EXERCISE GOAL → Could you write the entries out again, exactly as they appear?

=== SUPPLIED MATERIAL ===

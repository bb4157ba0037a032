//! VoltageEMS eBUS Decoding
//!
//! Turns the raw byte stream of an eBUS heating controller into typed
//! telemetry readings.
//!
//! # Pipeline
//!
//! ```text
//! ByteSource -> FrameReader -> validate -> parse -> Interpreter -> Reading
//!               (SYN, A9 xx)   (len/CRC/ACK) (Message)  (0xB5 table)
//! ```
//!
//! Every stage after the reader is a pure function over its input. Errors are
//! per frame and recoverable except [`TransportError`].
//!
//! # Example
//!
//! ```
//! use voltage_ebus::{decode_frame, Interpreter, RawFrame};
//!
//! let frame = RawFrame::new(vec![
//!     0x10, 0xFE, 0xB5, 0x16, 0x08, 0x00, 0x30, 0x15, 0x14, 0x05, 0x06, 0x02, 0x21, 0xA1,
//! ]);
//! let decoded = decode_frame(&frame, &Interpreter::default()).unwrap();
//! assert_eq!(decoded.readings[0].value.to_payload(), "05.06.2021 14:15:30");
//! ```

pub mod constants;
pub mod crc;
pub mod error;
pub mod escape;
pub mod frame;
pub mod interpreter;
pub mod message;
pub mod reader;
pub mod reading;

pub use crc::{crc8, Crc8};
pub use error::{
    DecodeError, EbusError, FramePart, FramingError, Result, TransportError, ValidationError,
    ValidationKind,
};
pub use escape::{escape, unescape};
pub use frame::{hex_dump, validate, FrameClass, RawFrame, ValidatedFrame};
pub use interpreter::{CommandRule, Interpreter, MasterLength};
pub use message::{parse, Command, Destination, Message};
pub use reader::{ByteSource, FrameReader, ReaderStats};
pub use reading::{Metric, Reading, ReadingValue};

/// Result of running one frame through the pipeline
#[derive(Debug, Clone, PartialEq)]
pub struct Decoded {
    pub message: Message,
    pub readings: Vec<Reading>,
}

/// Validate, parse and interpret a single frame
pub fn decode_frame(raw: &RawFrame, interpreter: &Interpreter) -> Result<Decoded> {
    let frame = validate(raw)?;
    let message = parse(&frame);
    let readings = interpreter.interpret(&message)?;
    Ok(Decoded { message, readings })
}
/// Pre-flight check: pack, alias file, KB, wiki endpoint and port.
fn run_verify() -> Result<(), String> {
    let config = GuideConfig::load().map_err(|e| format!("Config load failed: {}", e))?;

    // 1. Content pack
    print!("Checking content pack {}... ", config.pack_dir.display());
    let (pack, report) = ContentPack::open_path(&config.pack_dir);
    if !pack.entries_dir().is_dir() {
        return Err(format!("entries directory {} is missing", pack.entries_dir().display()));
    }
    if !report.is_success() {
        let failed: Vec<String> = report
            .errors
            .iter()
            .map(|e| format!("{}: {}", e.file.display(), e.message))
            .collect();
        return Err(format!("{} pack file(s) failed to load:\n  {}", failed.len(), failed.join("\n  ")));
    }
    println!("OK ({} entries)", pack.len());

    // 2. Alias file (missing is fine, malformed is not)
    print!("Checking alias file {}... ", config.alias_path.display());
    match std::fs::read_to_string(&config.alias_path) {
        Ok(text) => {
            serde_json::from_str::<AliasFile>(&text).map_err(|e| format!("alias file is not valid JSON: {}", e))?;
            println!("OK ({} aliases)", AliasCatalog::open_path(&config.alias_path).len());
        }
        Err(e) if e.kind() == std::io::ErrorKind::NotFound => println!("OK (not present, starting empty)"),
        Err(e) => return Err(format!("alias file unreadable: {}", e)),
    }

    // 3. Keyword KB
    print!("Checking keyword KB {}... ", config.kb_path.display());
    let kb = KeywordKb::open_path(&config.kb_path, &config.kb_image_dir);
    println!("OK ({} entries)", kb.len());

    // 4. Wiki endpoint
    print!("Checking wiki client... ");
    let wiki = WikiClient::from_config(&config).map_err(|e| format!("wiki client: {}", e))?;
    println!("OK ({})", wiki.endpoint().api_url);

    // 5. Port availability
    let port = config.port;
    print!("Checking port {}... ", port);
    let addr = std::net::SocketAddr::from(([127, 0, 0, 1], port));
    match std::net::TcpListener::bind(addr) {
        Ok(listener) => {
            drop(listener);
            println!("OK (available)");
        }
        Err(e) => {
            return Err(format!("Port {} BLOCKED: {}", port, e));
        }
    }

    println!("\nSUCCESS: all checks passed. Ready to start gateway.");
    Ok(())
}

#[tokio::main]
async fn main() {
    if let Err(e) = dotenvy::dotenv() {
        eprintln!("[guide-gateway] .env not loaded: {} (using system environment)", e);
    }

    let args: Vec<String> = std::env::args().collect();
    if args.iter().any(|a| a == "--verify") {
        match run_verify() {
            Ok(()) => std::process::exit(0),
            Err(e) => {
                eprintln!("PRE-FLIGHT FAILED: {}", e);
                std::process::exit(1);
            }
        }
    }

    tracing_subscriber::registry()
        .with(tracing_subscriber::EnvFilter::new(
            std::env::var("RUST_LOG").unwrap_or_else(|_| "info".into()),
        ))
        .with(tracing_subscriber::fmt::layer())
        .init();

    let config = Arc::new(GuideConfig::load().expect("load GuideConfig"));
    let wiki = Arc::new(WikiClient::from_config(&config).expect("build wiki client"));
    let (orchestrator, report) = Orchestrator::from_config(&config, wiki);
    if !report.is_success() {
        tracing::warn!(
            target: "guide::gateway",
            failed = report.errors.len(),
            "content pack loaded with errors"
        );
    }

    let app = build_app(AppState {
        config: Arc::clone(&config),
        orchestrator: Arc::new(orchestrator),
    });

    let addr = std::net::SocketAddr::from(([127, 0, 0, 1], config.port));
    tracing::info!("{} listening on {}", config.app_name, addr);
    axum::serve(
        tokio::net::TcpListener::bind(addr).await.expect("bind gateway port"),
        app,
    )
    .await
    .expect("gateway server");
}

===

YOUR RESPONSE →
repository bb4157ba0037a032
//! VoltageEMS eBUS Decoding
//!
//! Turns the raw byte stream of an eBUS heating controller into typed
//! telemetry readings.
//!
//! # Pipeline
//!
//! ```text
//! ByteSource -> FrameReader -> validate -> parse -> Interpreter -> Reading
//!               (SYN, A9 xx)   (len/CRC/ACK) (Message)  (0xB5 table)
//! ```
//!
//! Every stage after the reader is a pure function over its input. Errors are
//! per frame and recoverable except [`TransportError`].
//!
//! # Example
//!
//! ```
//! use voltage_ebus::{decode_frame, Interpreter, RawFrame};
//!
//! let frame = RawFrame::new(vec![
//!     0x10, 0xFE, 0xB5, 0x16, 0x08, 0x00, 0x30, 0x15, 0x14, 0x05, 0x06, 0x02, 0x21, 0xA1,
//! ]);
//! let decoded = decode_frame(&frame, &Interpreter::default()).unwrap();
//! assert_eq!(decoded.readings[0].value.to_payload(), "05.06.2021 14:15:30");
//! ```

pub mod constants;
pub mod crc;
pub mod error;
pub mod escape;
pub mod frame;
pub mod interpreter;
pub mod message;
pub mod reader;
pub mod reading;

pub use crc::{crc8, Crc8};
pub use error::{
    DecodeError, EbusError, FramePart, FramingError, Result, TransportError, ValidationError,
    ValidationKind,
};
pub use escape::{escape, unescape};
pub use frame::{hex_dump, validate, FrameClass, RawFrame, ValidatedFrame};
pub use interpreter::{CommandRule, Interpreter, MasterLength};
pub use message::{parse, Command, Destination, Message};
pub use reader::{ByteSource, FrameReader, ReaderStats};
pub use reading::{Metric, Reading, ReadingValue};

/// Result of running one frame through the pipeline
#[derive(Debug, Clone, PartialEq)]
pub struct Decoded {
    pub message: Message,
    pub readings: Vec<Reading>,
}

/// Validate, parse and interpret a single frame
pub fn decode_frame(raw: &RawFrame, interpreter: &Interpreter) -> Result<Decoded> {
    let frame = validate(raw)?;
    let message = parse(&frame);
    let readings = interpreter.interpret(&message)?;
    Ok(Decoded { message, readings })
}
/// Pre-flight check: pack, alias file, KB, wiki endpoint and port.
fn run_verify() -> Result<(), String> {
    let config = GuideConfig::load().map_err(|e| format!("Config load failed: {}", e))?;

    // 1. Content pack
    print!("Checking content pack {}... ", config.pack_dir.display());
    let (pack, report) = ContentPack::open_path(&config.pack_dir);
    if !pack.entries_dir().is_dir() {
        return Err(format!("entries directory {} is missing", pack.entries_dir().display()));
    }
    if !report.is_success() {
        let failed: Vec<String> = report
            .errors
            .iter()
            .map(|e| format!("{}: {}", e.file.display(), e.message))
            .collect();
        return Err(format!("{} pack file(s) failed to load:\n  {}", failed.len(), failed.join("\n  ")));
    }
    println!("OK ({} entries)", pack.len());

    // 2. Alias file (missing is fine, malformed is not)
    print!("Checking alias file {}... ", config.alias_path.display());
    match std::fs::read_to_string(&config.alias_path) {
        Ok(text) => {
            serde_json::from_str::<AliasFile>(&text).map_err(|e| format!("alias file is not valid JSON: {}", e))?;
            println!("OK ({} aliases)", AliasCatalog::open_path(&config.alias_path).len());
        }
        Err(e) if e.kind() == std::io::ErrorKind::NotFound => println!("OK (not present, starting empty)"),
        Err(e) => return Err(format!("alias file unreadable: {}", e)),
    }

    // 3. Keyword KB
    print!("Checking keyword KB {}... ", config.kb_path.display());
    let kb = KeywordKb::open_path(&config.kb_path, &config.kb_image_dir);
    println!("OK ({} entries)", kb.len());

    // 4. Wiki endpoint
    print!("Checking wiki client... ");
    let wiki = WikiClient::from_config(&config).map_err(|e| format!("wiki client: {}", e))?;
    println!("OK ({})", wiki.endpoint().api_url);

    // 5. Port availability
    let port = config.port;
    print!("Checking port {}... ", port);
    let addr = std::net::SocketAddr::from(([127, 0, 0, 1], port));
    match std::net::TcpListener::bind(addr) {
        Ok(listener) => {
            drop(listener);
            println!("OK (available)");
        }
        Err(e) => {
            return Err(format!("Port {} BLOCKED: {}", port, e));
        }
    }

    println!("\nSUCCESS: all checks passed. Ready to start gateway.");
    Ok(())
}

#[tokio::main]
async fn main() {
    if let Err(e) = dotenvy::dotenv() {
        eprintln!("[guide-gateway] .env not loaded: {} (using system environment)", e);
    }

    let args: Vec<String> = std::env::args().collect();
    if args.iter().any(|a| a == "--verify") {
        match run_verify() {
            Ok(()) => std::process::exit(0),
            Err(e) => {
                eprintln!("PRE-FLIGHT FAILED: {}", e);
                std::process::exit(1);
            }
        }
    }

    tracing_subscriber::registry()
        .with(tracing_subscriber::EnvFilter::new(
            std::env::var("RUST_LOG").unwrap_or_else(|_| "info".into()),
        ))
        .with(tracing_subscriber::fmt::layer())
        .init();

    let config = Arc::new(GuideConfig::load().expect("load GuideConfig"));
    let wiki = Arc::new(WikiClient::from_config(&config).expect("build wiki client"));
    let (orchestrator, report) = Orchestrator::from_config(&config, wiki);
    if !report.is_success() {
        tracing::warn!(
            target: "guide::gateway",
            failed = report.errors.len(),
            "content pack loaded with errors"
        );
    }

    let app = build_app(AppState {
        config: Arc::clone(&config),
        orchestrator: Arc::new(orchestrator),
    });

    let addr = std::net::SocketAddr::from(([127, 0, 0, 1], config.port));
    tracing::info!("{} listening on {}", config.app_name, addr);
    axum::serve(
        tokio::net::TcpListener::bind(addr).await.expect("bind gateway port"),
        app,
    )
    .await
    .expect("gateway server");
}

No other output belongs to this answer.